### Dataset entries
========================================================================

impl CacheManager {
    pub fn new(
        config: PipelineConfig,
        store: Arc<dyn FrameStore>,
        sink: Arc<dyn EventSink>,
    ) -> Arc<CacheManager> {
        let memory = MemoryTier::new(config.memory_cache_entries);
        let dispatcher = Dispatcher::new(config.clone(), sink.clone());

        Arc::new(CacheManager {
            config,
            store,
            sink,
            dispatcher,
            memory: Mutex::new(memory),
            inflight: Mutex::new(HashMap::new()),
            writer: AsyncMutex::new(()),
        })
    }

    /// the full cache key a query resolves to under this manager's config
    pub fn key_for(&self, query: &SessionQuery) -> SessionKey {
        query.with_fps(self.config.fps)
    }

    /// # serve the frame set for a session
    /// lookup order: memory tier, durable tier, recompute. a recompute is
    /// written to both enabled tiers before any caller sees it. dropping the
    /// returned future detaches this caller, the build itself is only
    /// cancelled once every attached caller is gone.
    ///
    /// ## Arguments
    /// * `provider` - the session loader used on a full miss
    /// * `query` - the session identity, extended with the configured fps
    ///
    /// ## Returns
    /// * `LoadOutcome` - frames plus source tier and persistence status
    pub async fn get(
        self: &Arc<Self>,
        provider: Arc<dyn SessionProvider>,
        query: &SessionQuery,
    ) -> CustomResult<LoadOutcome> {
        let key = self.key_for(query);
        let mut attach_retries = 0;

        loop {
            match self.lookup_tiers(&key) {
                Ok(outcome) => return Ok(outcome),
                Err(Error::CacheMissError) => {}
                Err(err) => return Err(err),
            }

            let mut rx = {
                let mut inflight = self.inflight.lock().unwrap();
                match inflight.get(&key) {
                    Some(tx) => tx.subscribe(),
                    None => {
                        let (tx, rx) = watch::channel(None);
                        let tx = Arc::new(tx);
                        inflight.insert(key, tx.clone());

                        let manager = Arc::clone(self);
                        let provider = Arc::clone(&provider);
                        tokio::spawn(async move {
                            manager.run_build(provider, key, tx).await;
                        });

                        rx
                    }
                }
            };

            match Self::wait_for_build(&mut rx).await {
                Some(Ok((frames, persistence))) => {
                    return Ok(LoadOutcome {
                        frames,
                        source: CacheSource::Computed,
                        persistence,
                    });
                }
                Some(Err(err)) => return Err(err),
                // the build we attached to was cancelled before finishing,
                // start over (a tier may answer by now)
                None => {
                    attach_retries += 1;
                    if attach_retries > 3 {
                        return Err(Error::BuildFailedError {
                            message: format!("build for {key} kept getting cancelled"),
                        });
                    }
                    continue;
                }
            }
        }
    }

    /// # explicitly drop a cached session
    /// clears both tiers. there is no implicit expiry
    pub async fn invalidate(&self, key: &SessionKey) -> CustomResult<()> {
        self.memory.lock().unwrap().remove(key);

        let _writer = self.writer.lock().await;
        self.store.delete(key).map_err(|err| Error::PersistenceError {
            attempts: 1,
            message: err.message,
        })
    }

    /// # enumerate the sessions in the durable tier
    ///
    /// ## Returns
    /// * `Vec<SessionKey>` - every persisted key, ordered by year then round
    pub fn cached_sessions(&self) -> CustomResult<Vec<SessionKey>> {
        self.store
            .list_sessions()
            .map_err(|err| Error::DataUnavailableError {
                session: "all".to_string(),
                message: err.message,
            })
    }

    fn lookup_tiers(&self, key: &SessionKey) -> CustomResult<LoadOutcome> {
        if self.config.enable_memory_cache {
            if let Some(frames) = self.memory.lock().unwrap().get(key) {
                self.sink.emit(&PipelineEvent::CacheHit {
                    key: *key,
                    tier: CacheTier::Memory,
                });
                return Ok(LoadOutcome {
                    frames,
                    source: CacheSource::Memory,
                    persistence: PersistenceStatus::NotAttempted,
                });
            }
        }

        if self.config.enable_database_cache {
            match self.store.load(key) {
                Ok(Some(set)) => {
                    let frames = Arc::new(set);
                    if self.config.enable_memory_cache {
                        self.memory.lock().unwrap().insert(*key, frames.clone());
                    }
                    self.sink.emit(&PipelineEvent::CacheHit {
                        key: *key,
                        tier: CacheTier::Database,
                    });
                    return Ok(LoadOutcome {
                        frames,
                        source: CacheSource::Database,
                        persistence: PersistenceStatus::NotAttempted,
                    });
                }
                Ok(None) => {}
                Err(err) => {
                    // a broken durable tier degrades to a miss
                    warn!(target: "cache", "durable tier read failed for {}: {}", key, err);
                }
            }
        }

        Err(Error::CacheMissError)
    }

    async fn run_build(
        self: Arc<Self>,
        provider: Arc<dyn SessionProvider>,
        key: SessionKey,
        tx: Arc<watch::Sender<Option<BuildOutcome>>>,
    ) {
        let build = async {
            let set = Arc::new(self.dispatcher.build(provider.as_ref(), &key).await?);

            // populate both tiers before any caller is released
            if self.config.enable_memory_cache {
                self.memory.lock().unwrap().insert(key, set.clone());
            }
            let persistence = if self.config.enable_database_cache {
                self.persist(&set).await
            } else {
                PersistenceStatus::Disabled
            };

            Ok((set, persistence))
        };

        tokio::select! {
            outcome = build => {
                let _ = tx.send(Some(outcome));
            }
            // every attached caller cancelled, abandon the build
            _ = tx.closed() => {
                warn!(target: "cache", "build for {} cancelled by all callers", key);
            }
        }

        self.inflight.lock().unwrap().remove(&key);
    }

    async fn wait_for_build(
        rx: &mut watch::Receiver<Option<BuildOutcome>>,
    ) -> Option<BuildOutcome> {
        loop {
            if let Some(outcome) = rx.borrow().clone() {
                return Some(outcome);
            }
            if rx.changed().await.is_err() {
                return rx.borrow().clone();
            }
        }
    }

    /// # write one frame set to the durable tier
    /// batched through the single writer path, every batch retried with
    /// exponential backoff. exhausting the retries keeps the in-memory
    /// result and reports the failure instead of discarding work.
    async fn persist(&self, set: &Arc<FrameSet>) -> PersistenceStatus {
        // builds for different keys run in parallel, their store writes do not
        let _writer = self.writer.lock().await;

        let batch_size = self.config.batch_size_for(set.frames.len());
        let mut retries = 0;

        let session_id = match self.with_retry(&set.key, &mut retries, || {
            self.store.begin_session(set)
        })
        .await
        {
            Ok(id) => id,
            Err(status) => return status,
        };

        for batch in set.frames.chunks(batch_size) {
            let written = self
                .with_retry(&set.key, &mut retries, || {
                    self.store.write_frame_batch(session_id, batch)
                })
                .await;
            if let Err(status) = written {
                return status;
            }
        }

        PersistenceStatus::Persisted { retries }
    }

    async fn with_retry<T, F>(
        &self,
        key: &SessionKey,
        retries: &mut u32,
        operation: F,
    ) -> Result<T, PersistenceStatus>
    where
        F: Fn() -> StoreResult<T>,
    {
        let attempts = self.config.persist_attempts.max(1);
        let mut backoff = self.config.retry_backoff;

        for attempt in 1..=attempts {
            match operation() {
                Ok(value) => return Ok(value),
                Err(err) if attempt == attempts => {
                    self.sink.emit(&PipelineEvent::RetryExhausted {
                        key: *key,
                        attempts,
                    });
                    return Err(PersistenceStatus::Failed {
                        attempts,
                        message: err.message,
                    });
                }
                Err(_) => {
                    self.sink.emit(&PipelineEvent::PersistRetry {
                        key: *key,
                        attempt,
                    });
                    *retries += 1;
                    sleep(backoff).await;
                    backoff *= 2;
                }
            }
        }

        unreachable!("retry loop always returns")
    }
}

========================================================================

### Work request
When a line of the records includes "watch", that line belongs in the answer.

### Task solution
                        let (tx, rx) = watch::channel(None);
        tx: Arc<watch::Sender<Option<BuildOutcome>>>,
        rx: &mut watch::Receiver<Option<BuildOutcome>>,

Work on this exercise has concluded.